​Unwelcome surge: On the buoyancy in GST collections

India’s June GST collections rose 13.9% year-on-year to ₹1.95 lakh crore, driven largely by import IGST, which surged 34.6% compared with June 2025, up from 17.2% growth in May. Domestic GST collections grew by a more modest 6.5%, suggesting that the sharp increase in overall collections owes less to a broad-based improvement in domestic value addition. Some economists have argued that this reflects stronger imports of capital goods and industrial inputs. However, May petroleum products’ trade data and Q1 FY27 data on the performance of the eight core industries, point to a rather different explanation. June GST collections reflect economic activity during May. While crude and petroleum products constituted a 54% rise this May (YoY) in merchandise imports by value, the other chunk was gold, which constituted another 34% rise. The surge in gold price, by nearly 60% between last May and this May, suggests hedging during difficult times, rather than broad-based economic activity. To stem gold imports, the government hiked its import duty from 6% to 15% on May 13, which likely added to the May import GST kitty. This period also coincided with the rupee depreciating by almost 6% against the U.S. dollar since late February. This coupled with a spike in freight charges, and a 14.5% rise on non-oil imports in May at elevated global prices mechanically raised the June tax base. This suggests that much of the import GST rise is driven by imported inflation and currency depreciation rather than domestic production growth, indicating an unwelcome increase due to higher prices.

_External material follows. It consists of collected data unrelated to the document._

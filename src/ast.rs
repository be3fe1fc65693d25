//! Árbol sintáctico abstracto.
//!
//! El parser construye este árbol una única vez y nunca se modifica
//! estructuralmente después de ello. La elaboración ([`crate::semantic`])
//! solamente completa los campos de anotación (`typ`, `access`, `resolved`),
//! los cuales se encuentran vacíos al salir del parser. Los back ends
//! consumen el árbol anotado y derivan sus propias representaciones.

use std::fmt::{self, Display};

use crate::{lex::Identifier, source::Located};

/// Un programa completo: clase principal y demás clases, en orden.
#[derive(Debug)]
pub struct Program {
    pub main: MainClass,
    pub classes: Vec<Class>,
}

/// Clase que contiene el método estático `main`.
#[derive(Debug)]
pub struct MainClass {
    pub name: Located<Identifier>,
    pub argument: Located<Identifier>,
    pub body: Statement,
}

#[derive(Debug)]
pub struct Class {
    pub name: Located<Identifier>,
    pub extends: Option<Located<Identifier>>,
    pub fields: Vec<Declaration>,
    pub methods: Vec<Method>,
}

/// Declaración de campo, parámetro formal o variable local.
#[derive(Debug)]
pub struct Declaration {
    pub name: Located<Identifier>,
    pub of: Located<Type>,
}

#[derive(Debug)]
pub struct Method {
    pub name: Located<Identifier>,
    pub returns: Located<Type>,
    pub formals: Vec<Declaration>,
    pub locals: Vec<Declaration>,
    pub body: Vec<Statement>,
    pub result: Located<Expr>,
}

#[derive(Clone, Debug, PartialEq, Eq, Hash)]
pub enum Type {
    Int,
    Boolean,
    IntArray,
    Class(Identifier),
}

impl Type {
    /// Determina si los valores de este tipo son referencias a heap.
    pub fn is_reference(&self) -> bool {
        matches!(self, Type::IntArray | Type::Class(_))
    }
}

impl Display for Type {
    fn fmt(&self, fmt: &mut fmt::Formatter<'_>) -> fmt::Result {
        match self {
            Type::Int => fmt.write_str("int"),
            Type::Boolean => fmt.write_str("boolean"),
            Type::IntArray => fmt.write_str("int[]"),
            Type::Class(name) => write!(fmt, "{}", name),
        }
    }
}

#[derive(Debug)]
pub enum Statement {
    Block(Vec<Statement>),

    If {
        condition: Located<Expr>,
        then: Box<Statement>,
        otherwise: Box<Statement>,
    },

    While {
        condition: Located<Expr>,
        body: Box<Statement>,
    },

    Print(Located<Expr>),

    Assign {
        target: Variable,
        value: Located<Expr>,
    },

    AssignArray {
        target: Variable,
        index: Located<Expr>,
        value: Located<Expr>,
    },
}

/// Uso de un identificador como variable, ya sea lectura o destino.
#[derive(Debug)]
pub struct Variable {
    pub name: Located<Identifier>,

    /// Tipo declarado, anotado durante elaboración.
    pub typ: Option<Type>,

    /// Local o campo, anotado durante elaboración.
    pub access: Option<Access>,
}

impl Variable {
    pub fn new(name: Located<Identifier>) -> Self {
        Variable {
            name,
            typ: None,
            access: None,
        }
    }
}

/// Forma en que se resolvió un identificador.
#[derive(Copy, Clone, Debug, PartialEq, Eq)]
pub enum Access {
    /// Parámetro formal o variable local del método actual.
    Local,

    /// Campo de la clase actual o de alguno de sus ancestros.
    Field,
}

/// Una expresión junto a su tipo resuelto.
#[derive(Debug)]
pub struct Expr {
    pub kind: ExprKind,

    /// Anotado durante elaboración.
    pub typ: Option<Type>,
}

impl Expr {
    pub fn new(kind: ExprKind) -> Self {
        Expr { kind, typ: None }
    }
}

#[derive(Debug)]
pub enum ExprKind {
    Integer(i32),
    True,
    False,
    This,
    Read(Variable),
    Binary(Box<Located<Expr>>, BinOp, Box<Located<Expr>>),
    Not(Box<Located<Expr>>),
    Index {
        array: Box<Located<Expr>>,
        index: Box<Located<Expr>>,
    },
    Length(Box<Located<Expr>>),
    Call(Box<Call>),
    NewArray(Box<Located<Expr>>),
    NewObject(Located<Identifier>),
}

#[derive(Copy, Clone, Debug, PartialEq, Eq)]
pub enum BinOp {
    Add,
    Sub,
    Mul,
    Less,
    And,
}

impl Display for BinOp {
    fn fmt(&self, fmt: &mut fmt::Formatter<'_>) -> fmt::Result {
        let symbol = match self {
            BinOp::Add => "+",
            BinOp::Sub => "-",
            BinOp::Mul => "*",
            BinOp::Less => "<",
            BinOp::And => "&&",
        };

        fmt.write_str(symbol)
    }
}

/// Invocación de método, `receiver.method(arguments)`.
#[derive(Debug)]
pub struct Call {
    pub receiver: Located<Expr>,
    pub method: Located<Identifier>,
    pub arguments: Vec<Located<Expr>>,

    /// Anotado durante elaboración.
    pub resolved: Option<Resolved>,
}

/// Información de una llamada, resuelta durante elaboración.
///
/// Los back ends reducen la llamada únicamente a partir de esto,
/// sin volver a consultar la tabla de clases.
#[derive(Clone, Debug, PartialEq, Eq)]
pub struct Resolved {
    /// Clase estática del receptor.
    pub class: Identifier,

    /// Tipos de los argumentos reales, en orden.
    pub arguments: Vec<Type>,

    /// Tipos de los parámetros formales del método encontrado.
    pub formals: Vec<Type>,

    /// Tipo de retorno del método encontrado.
    pub returns: Type,
}
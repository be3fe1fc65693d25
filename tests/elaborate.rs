mod common;

use common::{elaborate, parse, reject, with_main, FACTORIAL};
use minijavac::{
    ast::{Access, ExprKind, Resolved, Statement, Type},
    lex::Identifier,
    semantic::{annotate, Dump, SemanticError},
};

fn class(name: &str) -> Type {
    Type::Class(Identifier::from(name))
}

fn main_call(text: &str) -> Resolved {
    let elaborated = elaborate(text);
    let value = match elaborated.program.main.body {
        Statement::Print(value) => value,
        other => panic!("unexpected main body: {:?}", other),
    };

    assert_eq!(value.val().typ, Some(Type::Int));
    match value.into_inner().kind {
        ExprKind::Call(call) => call.resolved.expect("call was not annotated"),
        other => panic!("unexpected expression: {:?}", other),
    }
}

#[test]
fn factorial_elaborates() {
    let elaborated = elaborate(FACTORIAL);
    let method = &elaborated.program.classes[0].methods[0];

    match &method.body[0] {
        Statement::If {
            condition,
            then,
            otherwise,
        } => {
            assert_eq!(condition.val().typ, Some(Type::Boolean));

            match then.as_ref() {
                Statement::Assign { target, value } => {
                    assert_eq!(target.typ, Some(Type::Int));
                    assert_eq!(target.access, Some(Access::Local));
                    assert_eq!(value.val().typ, Some(Type::Int));
                }

                other => panic!("unexpected statement: {:?}", other),
            }

            assert!(matches!(otherwise.as_ref(), Statement::Assign { .. }));
        }

        other => panic!("unexpected statement: {:?}", other),
    }

    assert_eq!(method.result.val().typ, Some(Type::Int));

    let resolved = main_call(FACTORIAL);
    assert_eq!(resolved.class, Identifier::from("Fac"));
    assert_eq!(resolved.formals, vec![Type::Int]);
}

#[test]
fn inherited_method_call() {
    let text = with_main(
        "new B().m(5)",
        "class A { public int m(int x) { return x; } }
         class B extends A { }",
    );

    let resolved = main_call(&text);
    assert_eq!(resolved.class, Identifier::from("B"));
    assert_eq!(resolved.arguments, vec![Type::Int]);
    assert_eq!(resolved.returns, Type::Int);
}

#[test]
fn boolean_assigned_an_int() {
    let text = with_main(
        "0",
        "class A { public int m() { boolean b; b = 1 + 2; return 0; } }",
    );

    assert!(matches!(
        reject(&text),
        SemanticError::TypeMismatch(Type::Boolean, Type::Int)
    ));
}

#[test]
fn extra_argument() {
    let text = with_main(
        "new A().m(1)",
        "class A { public int m() { return 0; } }",
    );

    assert!(matches!(
        reject(&text),
        SemanticError::ArityMismatch {
            expected: 0,
            found: 1,
            ..
        }
    ));
}

#[test]
fn locals_shadow_fields() {
    let text = with_main(
        "0",
        "class A {
            int x;
            int[] y;
            public int m() { int x; x = 1; y[0] = x; return x; }
         }",
    );

    let elaborated = elaborate(&text);
    let method = &elaborated.program.classes[0].methods[0];

    match &method.body[0] {
        Statement::Assign { target, .. } => assert_eq!(target.access, Some(Access::Local)),
        other => panic!("unexpected statement: {:?}", other),
    }

    match &method.body[1] {
        Statement::AssignArray { target, .. } => {
            assert_eq!(target.access, Some(Access::Field));
            assert_eq!(target.typ, Some(Type::IntArray));
        }

        other => panic!("unexpected statement: {:?}", other),
    }
}

#[test]
fn inherited_fields_resolve() {
    let text = with_main(
        "new B().get()",
        "class A { int x; }
         class B extends A { public int get() { return x; } }",
    );

    let elaborated = elaborate(&text);
    let method = &elaborated.program.classes[1].methods[0];
    match &method.result.val().kind {
        ExprKind::Read(variable) => {
            assert_eq!(variable.access, Some(Access::Field));
            assert_eq!(variable.typ, Some(Type::Int));
        }

        other => panic!("unexpected expression: {:?}", other),
    }
}

#[test]
fn arguments_widen_nominally() {
    let classes = "
        class A { public int take(A a) { return 1; } }
        class B extends A { }
        class C extends B { public int take_b(B b) { return 2; } }
    ";

    // Un descendiente es aceptable donde se espera un ancestro
    main_call(&with_main("new A().take(new C())", classes));

    let error = reject(&with_main("new C().take_b(new A())", classes));
    assert!(matches!(error, SemanticError::TypeMismatch(expected, found)
        if expected == class("B") && found == class("A")));
}

#[test]
fn return_widens_nominally() {
    let classes = "
        class A { public A make() { return new B(); } }
        class B extends A { }
    ";

    elaborate(&with_main("0", classes));

    let classes = "class A { public int[] make() { return 1; } }";
    assert!(matches!(
        reject(&with_main("0", classes)),
        SemanticError::TypeMismatch(Type::IntArray, Type::Int)
    ));
}

#[test]
fn assignment_requires_equal_types() {
    let classes = "
        class A { public int m() { A a; a = new B(); return 0; } }
        class B extends A { }
    ";

    assert!(matches!(
        reject(&with_main("0", classes)),
        SemanticError::TypeMismatch(expected, found)
            if expected == class("A") && found == class("B")
    ));
}

#[test]
fn operator_rules() {
    let cases = [
        ("true + 1", SemanticError::TypeMismatch(Type::Int, Type::Boolean)),
        ("1 && true", SemanticError::TypeMismatch(Type::Boolean, Type::Int)),
        ("!1", SemanticError::TypeMismatch(Type::Boolean, Type::Int)),
        ("(1 < 2) < 3", SemanticError::TypeMismatch(Type::Int, Type::Boolean)),
        ("(1).length", SemanticError::TypeMismatch(Type::IntArray, Type::Int)),
        ("(new int[true]).length", SemanticError::TypeMismatch(Type::Int, Type::Boolean)),
    ];

    for (expr, expected) in cases {
        let error = reject(&with_main(expr, ""));
        assert_eq!(format!("{:?}", error), format!("{:?}", expected), "{}", expr);
    }
}

#[test]
fn conditions_and_prints() {
    let text = "class Main { public static void main(String[] a) { if (1) {} else {} } }";
    assert!(matches!(
        reject(text),
        SemanticError::TypeMismatch(Type::Boolean, Type::Int)
    ));

    let text = "class Main { public static void main(String[] a) { System.out.println(true); } }";
    assert!(matches!(
        reject(text),
        SemanticError::TypeMismatch(Type::Int, Type::Boolean)
    ));

    let text = "class Main { public static void main(String[] a) { while (false) System.out.println(1); } }";
    elaborate(text);
}

#[test]
fn call_on_a_primitive() {
    assert!(matches!(
        reject(&with_main("(1).m()", "")),
        SemanticError::ExpectedObject(Type::Int)
    ));
}

#[test]
fn unresolved_names() {
    let unresolved = |text: &str| match reject(text) {
        SemanticError::UnresolvedName(name) => name,
        other => panic!("unexpected error: {:?}", other),
    };

    let name = unresolved(&with_main("0", "class A { public int m() { return y; } }"));
    assert_eq!(name, Identifier::from("y"));

    let name = unresolved(&with_main("new Nowhere().m()", ""));
    assert_eq!(name, Identifier::from("Nowhere"));

    let name = unresolved(&with_main("new A().n()", "class A { }"));
    assert_eq!(name, Identifier::from("n"));

    let name = unresolved(&with_main("0", "class A extends Z { }"));
    assert_eq!(name, Identifier::from("Z"));

    let name = unresolved(&with_main("0", "class A { Q q; }"));
    assert_eq!(name, Identifier::from("Q"));
}

#[test]
fn main_class_is_not_a_type() {
    let unresolved = |expr: &str, classes: &str| match reject(&with_main(expr, classes)) {
        SemanticError::UnresolvedName(name) => assert_eq!(name, Identifier::from("Main")),
        other => panic!("unexpected error: {:?}", other),
    };

    unresolved("new Main().m()", "");
    unresolved("0", "class A { Main x; }");
    unresolved("0", "class A { public int m(Main x) { return 0; } }");
    unresolved("0", "class A { public Main m() { return this; } }");
    unresolved("0", "class A { public int m() { Main x; return 0; } }");
    unresolved("0", "class A extends Main { }");
}

#[test]
fn duplicates() {
    let error = reject(&with_main("0", "class A { } class A { }"));
    assert!(matches!(error, SemanticError::DuplicateClass(_)));

    let error = reject(&with_main("0", "class Main { }"));
    assert!(matches!(error, SemanticError::DuplicateClass(_)));

    let error = reject(&with_main("0", "class A { int x; boolean x; }"));
    assert!(matches!(error, SemanticError::DuplicateMember(_, _)));

    let error = reject(&with_main(
        "0",
        "class A { public int m(int a) { int a; return 0; } }",
    ));
    assert!(matches!(error, SemanticError::DuplicateVariable(_)));
}

#[test]
fn overriding_is_not_duplication() {
    let classes = "
        class A { int x; public int m() { return 1; } }
        class B extends A { int x; public int m() { return 2; } }
    ";

    elaborate(&with_main("new B().m()", classes));
}

#[test]
fn inheritance_cycle() {
    let error = reject(&with_main("0", "class A extends B { } class B extends A { }"));
    assert!(matches!(error, SemanticError::InheritanceCycle(_)));
}

#[test]
fn this_in_main() {
    let text = "class Main { public static void main(String[] a) { System.out.println(this.m()); } }";
    assert!(matches!(reject(text), SemanticError::StaticThis));
}

#[test]
fn elaboration_is_idempotent() {
    let elaborated = elaborate(FACTORIAL);
    let mut program = elaborated.program;
    let first = format!("{:?}", program);

    annotate(&mut program, &elaborated.classes, Dump::empty()).unwrap();
    assert_eq!(format!("{:?}", program), first);
}

#[test]
fn forward_references() {
    let classes = "
        class A { B b; public B get() { return b; } }
        class B { public int m() { return new A().get().n(); } public int n() { return 3; } }
    ";

    let program = parse(&with_main("new B().m()", classes));
    assert!(program.elaborate(Dump::empty()).is_ok());
}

Read alongside the performance of India’s eight core industries, which expanded by only about 2.8% in Q1 FY27 compared with around 6% in the corresponding period last year, the domestic economy appears more subdued. Growth has been expectedly weak in crude oil, natural gas, refinery products, fertilizers and electricity. The latest HSBC Manufacturing PMI reading of 54.2 likewise points to steady but moderating factory activity, marking the second-lowest expansion in 13 months. These figures come as India marks nine years of GST as a unified destination-based indirect tax. The government can point to the expansion of the tax base from about 66 lakh taxpayers in 2017 to over 1.65 crore today, reflecting better compliance, greater formalisation, and faster refunds, though input tax credit, litigation and federal balance in revenue sharing issues remain unresolved. GST has strengthened India’s indirect tax architecture. Yet, the June numbers are a reminder that a growing share of the recent buoyancy appears to have been underwritten by imported inflation and a depreciating rupee rather than stronger domestic value addition.